The varicocele is an enigma in the treatment of male infertility. Despite over 30 years of evidence that repair of varicoceles results in improved fertility,1 the retrospective nature of most of these reports has led to controversy regarding the utility of treatment. This is compounded by the fact that not all varicoceles cause infertility. Varicocele is present in approximately 15% of men, and, although it is the most commonly diagnosed cause of male infertility, nearly two thirds of men with varicoceles remain fertile. The reason for this discrepancy remains unknown, although it is postulated that the cause of infertility is related to both temperature and time.2 The anatomical and physiological principles of the testicular vasculature and the evidence base regarding surgical treatment are outlined here.
The blood supply to the testis, as well as the resulting counter current heat exchange, results in cooler intratesticular temperatures compared with body temperature.3 Disruption of this system can result in hyperthermia of the testes.4 As the left side drains into a system with higher resistance, small venules may persist or open during embryogenesis. Testicular blood flow remains low before puberty, and therefore these veins do not become clinically apparent until adolescence when testicular blood flow increases, which explains the appearance of most varicoceles around puberty.5 Endocrine dysfunction may contribute to varicocele related infertility.
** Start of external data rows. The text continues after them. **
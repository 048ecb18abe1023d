//! Connascence - static analysis for structural coupling and safety rules.
//!
//! The engine parses source files into a uniform syntax tree and runs a
//! fixed registry of detectors over every file: nine connascence detectors
//! (name, type, meaning, position, algorithm, execution, timing, value,
//! identity) and five NASA-style safety rules (bounded indexing, bounded
//! allocation, function size, assertion density, return-value checks).
//! Two cross-file analyzers then flag god objects and near-duplicate
//! functions. Everything is reduced into one [`AnalysisResult`] with a
//! compliance percentage, a quality score and ranked recommendations.
//!
//! # Architecture
//!
//! - `parser`: tree adapter; tree-sitter grammars normalized into `SyntaxNode`
//! - `detect`: `Detector` trait, registry, parallel runner, suppressions
//! - `analysis`: unit arena, god-object and duplication analyzers
//! - `score`: aggregation, compliance and quality scoring
//! - `recommend`: remediation rule table
//! - `engine`: the `analyze` pipeline
//! - `report`, `cli`: output formatting and the command-line front end
//!
//! # Example
//!
//! ```no_run
//! use connascence::{analyze, AnalysisConfig};
//!
//! let result = analyze(&["src/service.py"], AnalysisConfig::default())?;
//! println!("{:.1}% compliant, grade {}", result.nasa_compliance_pct, result.grade);
//! # Ok::<(), connascence::ConfigurationError>(())
//! ```

pub mod analysis;
pub mod cli;
pub mod config;
pub mod detect;
pub mod engine;
pub mod error;
pub mod parser;
pub mod recommend;
pub mod report;
pub mod score;

pub use analysis::{DuplicateGroup, GodObjectCandidate, UnitArena, UnitId};
pub use config::AnalysisConfig;
pub use detect::{Category, ConnascenceKind, Detector, SafetyRule, Severity, Violation};
pub use engine::{analyze, Engine};
pub use error::{ConfigurationError, DetectorError, DuplicateDetectorError, ParseError};
pub use parser::{Language, SourceUnit, TreeAdapter};
pub use recommend::{Recommendation, RecommendationKind};
pub use score::AnalysisResult;
//! Cross-unit analyses that run after per-unit detection.
//!
//! Both analyzers need the whole unit set at once: god objects rank sibling
//! files as extraction targets, and duplication compares every pair of
//! candidate blocks across files.

mod arena;
pub mod duplication;
pub mod god_objects;

pub use arena::{UnitArena, UnitId};
pub use duplication::{DuplicateGroup, DuplicateMember, DuplicationAnalyzer, DuplicationReport};
pub use god_objects::{GodObjectAnalyzer, GodObjectCandidate, GodObjectReport};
Studies have shown altered function of the Leydig, Sertoli, and germ cells in men with notable varicoceles.6 Whether this is due to the increased intratesticular temperature or other factors is unknown.
Treatments vary from radiological ablation to surgical ligation of the varicocele, although most urologists reserve the radiological approach for the rare surgical failures. Numerous studies have examined various operative methods, attempting to show a difference in efficacy and outcome. Although most of these methods result in similar short term results, the open microsurgical methods tend to yield fewer long term complications, such as recurrences and hydroceles.7 Although laparoscopic varix ligation was once touted as a minimally invasive method compared with open surgical repair, several authors have shown similar recovery rates, equal efficacy, fewer complications, and the advantage of not having to enter the abdomen.7 Most experts agree that only clinically apparent varicoceles should be treated. Although subclinical varicoceles (those identified by imaging studies only) may result in improvement in some seminal variables, evidence of efficacy is lacking regarding pregnancy rates.8
A Cochrane review identified five randomised controlled trials that examined the outcomes in couples with male factor infertility and varicoceles and concluded that they did not show sufficient evidence regarding the treatment of varicoceles to warrant their repair.9,10 However, these studies were chosen for this review only because of to their status as randomised clinical trials; no evaluation of the methods was performed. On review of these trials, one examined only subclinical varicoceles, and three others exhibited methodological problems including the use of embolisation, high pregnancy rates in untreated couples (25% in a one year period), and inherent selection bias in the study (many couples opted to pursue assisted reproductive technology rather than enter the study).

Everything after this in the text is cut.